The recommendation suggests at least one tumor sample is tested through an immunohistochemistry assay or in situ hybridization assay. If the results of one test are equivocal, a subsequent test should be performed using the alternate assay.
About 15% of all newly diagnosed breast cancers are HER-2 positive, and those tumors tend to grow faster than HER-2–negative tumors. Testing can help identify patients who may benefit from targeted therapies that can extend survival.
Antonio C. Wolff
“Our ability to identify cancer subtypes that will lead to more individualized therapeutic decisions and that are shown to improve clinical outcomes is rapidly improving,” Antonio C. Wolff, MD, FAC, FASCO, co-chair of the ASCO and College of American Pathologists HER-2 Testing in Breast Cancer Panel and professor of oncology at Johns Hopkins Kimmel Comprehensive Cancer Center, said in a press release. “Consequently, and more than ever before, society must demand access to high-quality cancer biomarker tests that can help cancer specialists match the right treatments with the right patients.”
The guideline also recommends clinicians:
- Discuss the role of HER-2– targeted therapy if test results are positive and there is no apparent histopathologic discordance with HER-2 testing.
- Delay recommendations for HER-2–targeted therapy if tests are equivocal.
- Do not administer HER-2–targeted therapy if test results are negative.
- Repeat testing if results do not reflect histopathologic findings.
The guideline — which establishes HER-2–positivity can be determined after immunohistochemistry indicates protein expression in more than 10% of tumor cells — is an update to 2007 guidelines that defined HER-2 positivity as expression in more than 30% of tumor cells. The original recommendation reflected the concern for false-positive results, which recent data suggest are no longer as prevalent.

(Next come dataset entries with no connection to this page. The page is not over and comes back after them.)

use std::time::Duration;

use async_trait::async_trait;
use serde::{Deserialize, Serialize};
use tracing::debug;

use super::{RecordStore, StoreAction, StoreResponse, SyncError};
use crate::local_store::{LocalStore, ANSWERS_KEY, RESUMES_KEY, USERS_KEY};
use crate::models::history::{AnswerEntry, History, ResumeEntry};
use crate::models::user::User;

pub const OFFLINE_LOGIN_MESSAGE: &str =
    "Offline login not supported in fallback. Please use Cloud Mode.";

#[derive(Debug, Clone, Serialize, Deserialize)]
struct StoredUser {
    #[serde(flatten)]
    user: User,
    #[serde(default)]
    password_hash: String,
}

/// Offline emulation of the remote store over the local store.
///
/// Every call sleeps for `latency` first so the interface behaves the same
/// whichever store answered.
pub struct FallbackStore {
    local: LocalStore,
    latency: Duration,
}

impl FallbackStore {
    pub fn new(local: LocalStore, latency: Duration) -> Self {
        Self { local, latency }
    }

    async fn simulate_latency(&self) {
        if !self.latency.is_zero() {
            tokio::time::sleep(self.latency).await;
        }
    }
}

#[async_trait]
impl RecordStore for FallbackStore {
    async fn submit(&self, action: &StoreAction) -> Result<StoreResponse, SyncError> {
        self.simulate_latency().await;
        debug!("Local fallback handling '{}'", action.name());

        match action {
            StoreAction::SaveUser {
                user,
                password_hash,
            } => {
                self.local
                    .update(USERS_KEY, |users: &mut Vec<StoredUser>| {
                        if !users.iter().any(|u| u.user.user_id == user.user_id) {
                            users.push(StoredUser {
                                user: user.clone(),
                                password_hash: password_hash.clone(),
                            });
                        }
                    })
                    .await?;
                Ok(StoreResponse::success())
            }
            StoreAction::LoginUser { .. } => Ok(StoreResponse::error(OFFLINE_LOGIN_MESSAGE)),
            StoreAction::SaveResume { entry, .. } => {
                self.local
                    .update(RESUMES_KEY, |resumes: &mut Vec<ResumeEntry>| {
                        resumes.push(entry.clone())
                    })
                    .await?;
                Ok(StoreResponse::success())
            }
            StoreAction::SaveAnswer { entry } => {
                self.local
                    .update(ANSWERS_KEY, |answers: &mut Vec<AnswerEntry>| {
                        answers.push(entry.clone())
                    })
                    .await?;
                Ok(StoreResponse::success())
            }
            StoreAction::UpdateUserModel {
                user_id,
                model_choice,
            } => {
                self.local
                    .update(USERS_KEY, |users: &mut Vec<StoredUser>| {
                        if let Some(stored) = users.iter_mut().find(|u| &u.user.user_id == user_id) {
                            stored.user.model_choice = *model_choice;
                        }
                    })
                    .await?;
                Ok(StoreResponse::success())
            }
        }
    }

    async fn history(&self, user_id: &str) -> Result<History, SyncError> {
        self.simulate_latency().await;

        let resumes: Vec<ResumeEntry> = self.local.get_list(RESUMES_KEY).await?;
        let answers: Vec<AnswerEntry> = self.local.get_list(ANSWERS_KEY).await?;

        Ok(History {
            resumes: resumes
                .into_iter()
                .rev()
                .filter(|r| r.user_id == user_id)
                .collect(),
            answers: answers
                .into_iter()
                .rev()
                .filter(|a| a.user_id == user_id)
                .collect(),
        })
    }
}
use axum::{extract::State, http::StatusCode, Json};
use serde::Deserialize;

use crate::auth::extractors::CurrentUser;
use crate::errors::AppError;
use crate::models::user::User;
use crate::state::AppState;

#[derive(Debug, Deserialize)]
pub struct SignupRequest {
    pub email: String,
    pub name: String,
    pub password: String,
}

#[derive(Debug, Deserialize)]
pub struct LoginRequest {
    pub email: String,
    pub password: String,
}

/// POST /api/v1/auth/signup
pub async fn handle_signup(
    State(state): State<AppState>,
    Json(req): Json<SignupRequest>,
) -> Result<(StatusCode, Json<User>), AppError> {
    let user = state.auth.signup(&req.email, &req.name, &req.password).await?;
    Ok((StatusCode::CREATED, Json(user)))
}

/// POST /api/v1/auth/login
pub async fn handle_login(
    State(state): State<AppState>,
    Json(req): Json<LoginRequest>,
) -> Result<Json<User>, AppError> {
    let user = state.auth.login(&req.email, &req.password).await?;
    Ok(Json(user))
}

/// POST /api/v1/auth/logout
pub async fn handle_logout(State(state): State<AppState>) -> Result<StatusCode, AppError> {
    state.auth.logout().await?;
    Ok(StatusCode::NO_CONTENT)
}

/// GET /api/v1/auth/me
pub async fn handle_me(CurrentUser(user): CurrentUser) -> Json<User> {
    Json(user)
}

#[cfg(test)]
mod tests {
    use axum::{body::Body, http::Request};
    use serde_json::json;
    use tower::ServiceExt;

    use super::*;
    use crate::routes::build_router;
    use crate::routes::testing::{body_json, json_request};
    use crate::state::testing::offline_state;

    #[tokio::test]
    async fn test_signup_me_logout_flow() {
        let app = build_router(offline_state());

        let response = app
            .clone()
            .oneshot(json_request(
                "POST",
                "/api/v1/auth/signup",
                json!({ "email": "a@x.com", "name": "Ada", "password": "secret1" }),
            ))
            .await
            .unwrap();
        assert_eq!(response.status(), StatusCode::CREATED);
        assert_eq!(body_json(response).await["user_id"], "user_a_x_com");

        let me = app
            .clone()
            .oneshot(Request::get("/api/v1/auth/me").body(Body::empty()).unwrap())
            .await
            .unwrap();
        assert_eq!(me.status(), StatusCode::OK);

        let logout = app
            .clone()
            .oneshot(Request::post("/api/v1/auth/logout").body(Body::empty()).unwrap())
            .await
            .unwrap();
        assert_eq!(logout.status(), StatusCode::NO_CONTENT);

        let me = app
            .oneshot(Request::get("/api/v1/auth/me").body(Body::empty()).unwrap())
            .await
            .unwrap();
        assert_eq!(me.status(), StatusCode::UNAUTHORIZED);
    }

    #[tokio::test]
    async fn test_duplicate_signup_is_conflict() {
        let app = build_router(offline_state());
        let signup = json!({ "email": "a@x.com", "name": "Ada", "password": "secret1" });

        app.clone()
            .oneshot(json_request("POST", "/api/v1/auth/signup", signup.clone()))
            .await
            .unwrap();
        let response = app
            .oneshot(json_request("POST", "/api/v1/auth/signup", signup))
            .await
            .unwrap();

        assert_eq!(response.status(), StatusCode::CONFLICT);
        assert_eq!(
            body_json(response).await["error"]["message"],
            "User already exists. Please log in."
        );
    }

    #[tokio::test]
    async fn test_bad_login_is_unauthorized() {
        let app = build_router(offline_state());
        let response = app
            .oneshot(json_request(
                "POST",
                "/api/v1/auth/login",
                json!({ "email": "nobody@x.com", "password": "secret1" }),
            ))
            .await
            .unwrap();
        assert_eq!(response.status(), StatusCode::UNAUTHORIZED);
        assert_eq!(body_json(response).await["error"]["code"], "INVALID_CREDENTIALS");
    }
}
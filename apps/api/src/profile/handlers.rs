use axum::{extract::State, http::StatusCode, Json};
use serde::{Deserialize, Serialize};
use tracing::{info, warn};

use crate::auth::extractors::CurrentUser;
use crate::errors::AppError;
use crate::models::user::{ModelChoice, User};
use crate::record_store::ResolvedEndpoint;
use crate::state::AppState;

#[derive(Debug, Serialize)]
pub struct ModelOption {
    pub id: ModelChoice,
    pub label: &'static str,
}

#[derive(Debug, Serialize)]
pub struct ProfileResponse {
    pub user: User,
    pub model_label: &'static str,
    pub available_models: Vec<ModelOption>,
}

#[derive(Debug, Deserialize)]
pub struct UpdateModelRequest {
    pub model_choice: ModelChoice,
}

#[derive(Debug, Serialize)]
pub struct UpdateModelResponse {
    pub user: User,
    /// Whether the store accepted the change. The session is updated regardless.
    pub synced: bool,
}

#[derive(Debug, Serialize)]
pub struct StoreSettingsResponse {
    /// False means every record goes to the local fallback store.
    pub connected: bool,
    pub endpoint: Option<ResolvedEndpoint>,
}

#[derive(Debug, Deserialize)]
pub struct UpdateStoreRequest {
    /// `None` or blank clears the override.
    pub url: Option<String>,
}

/// GET /api/v1/profile
pub async fn handle_get_profile(CurrentUser(user): CurrentUser) -> Json<ProfileResponse> {
    Json(ProfileResponse {
        model_label: user.model_choice.label(),
        available_models: ModelChoice::ALL
            .into_iter()
            .map(|id| ModelOption {
                id,
                label: id.label(),
            })
            .collect(),
        user,
    })
}

/// PUT /api/v1/profile/model
pub async fn handle_update_model(
    State(state): State<AppState>,
    CurrentUser(mut user): CurrentUser,
    Json(req): Json<UpdateModelRequest>,
) -> Result<Json<UpdateModelResponse>, AppError> {
    let response = state
        .store
        .update_user_model(&user.user_id, req.model_choice)
        .await;
    if !response.is_success() {
        warn!(
            "Model change for {} not synced: {}",
            user.user_id,
            response.message.as_deref().unwrap_or("no message")
        );
    }

    user.model_choice = req.model_choice;
    state.auth.refresh_session(&user).await?;
    info!("{} now generates with {}", user.user_id, user.model_choice);

    Ok(Json(UpdateModelResponse {
        user,
        synced: response.is_success(),
    }))
}

async fn store_settings(state: &AppState) -> Result<StoreSettingsResponse, AppError> {
    let endpoint = state.endpoint.resolve().await?;
    Ok(StoreSettingsResponse {
        connected: endpoint.is_some(),
        endpoint,
    })
}

/// GET /api/v1/settings/store
pub async fn handle_get_store_settings(
    State(state): State<AppState>,
    _user: CurrentUser,
) -> Result<Json<StoreSettingsResponse>, AppError> {
    Ok(Json(store_settings(&state).await?))
}

/// PUT /api/v1/settings/store
pub async fn handle_update_store_settings(
    State(state): State<AppState>,
    _user: CurrentUser,
    Json(req): Json<UpdateStoreRequest>,
) -> Result<Json<StoreSettingsResponse>, AppError> {
    let url = req.url.as_deref().map(str::trim).filter(|u| !u.is_empty());
    if let Some(url) = url {
        if !(url.starts_with("https://") || url.starts_with("http://")) {
            return Err(AppError::Validation(
                "The store URL must start with http:// or https://".to_string(),
            ));
        }
    }

    state.endpoint.set_override(url).await?;
    match url {
        Some(url) => info!("Remote store override set to {url}"),
        None => info!("Remote store override cleared"),
    }
    Ok(Json(store_settings(&state).await?))
}

/// DELETE /api/v1/settings/local-data
/// Wipes the session, credential cache, endpoint override and fallback records.
/// Works without a session, like clearing a browser profile's site data.
pub async fn handle_clear_local_data(State(state): State<AppState>) -> Result<StatusCode, AppError> {
    state.local.clear().await?;
    warn!("Local store cleared");
    Ok(StatusCode::NO_CONTENT)
}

“The number of patients with equivocal HER-2 test results used to be rather large, but evidence suggests that the quality of HER-2 testing is improving and the frequency of equivocal and inaccurate results is decreasing,” M. Elizabeth H. Hammond, MD, FCAP, co-chair of the guideline panel and professor of pathology at the University of Utah School of Medicine, said in the press release. “We believe that this is at least in part due to our earlier recommendations in 2007. We hope the current guideline will resolve remaining challenges in the field, and ultimately result in better outcomes for all patients with breast cancer.”
Disclosure: Researchers report employment, leadership, consultant or advisory roles with, as well as honoraria, research funding or other remuneration from, Abbott, Dako, GE Healthcare, Genomic Health, Roche, Roche Canada and Roche UK.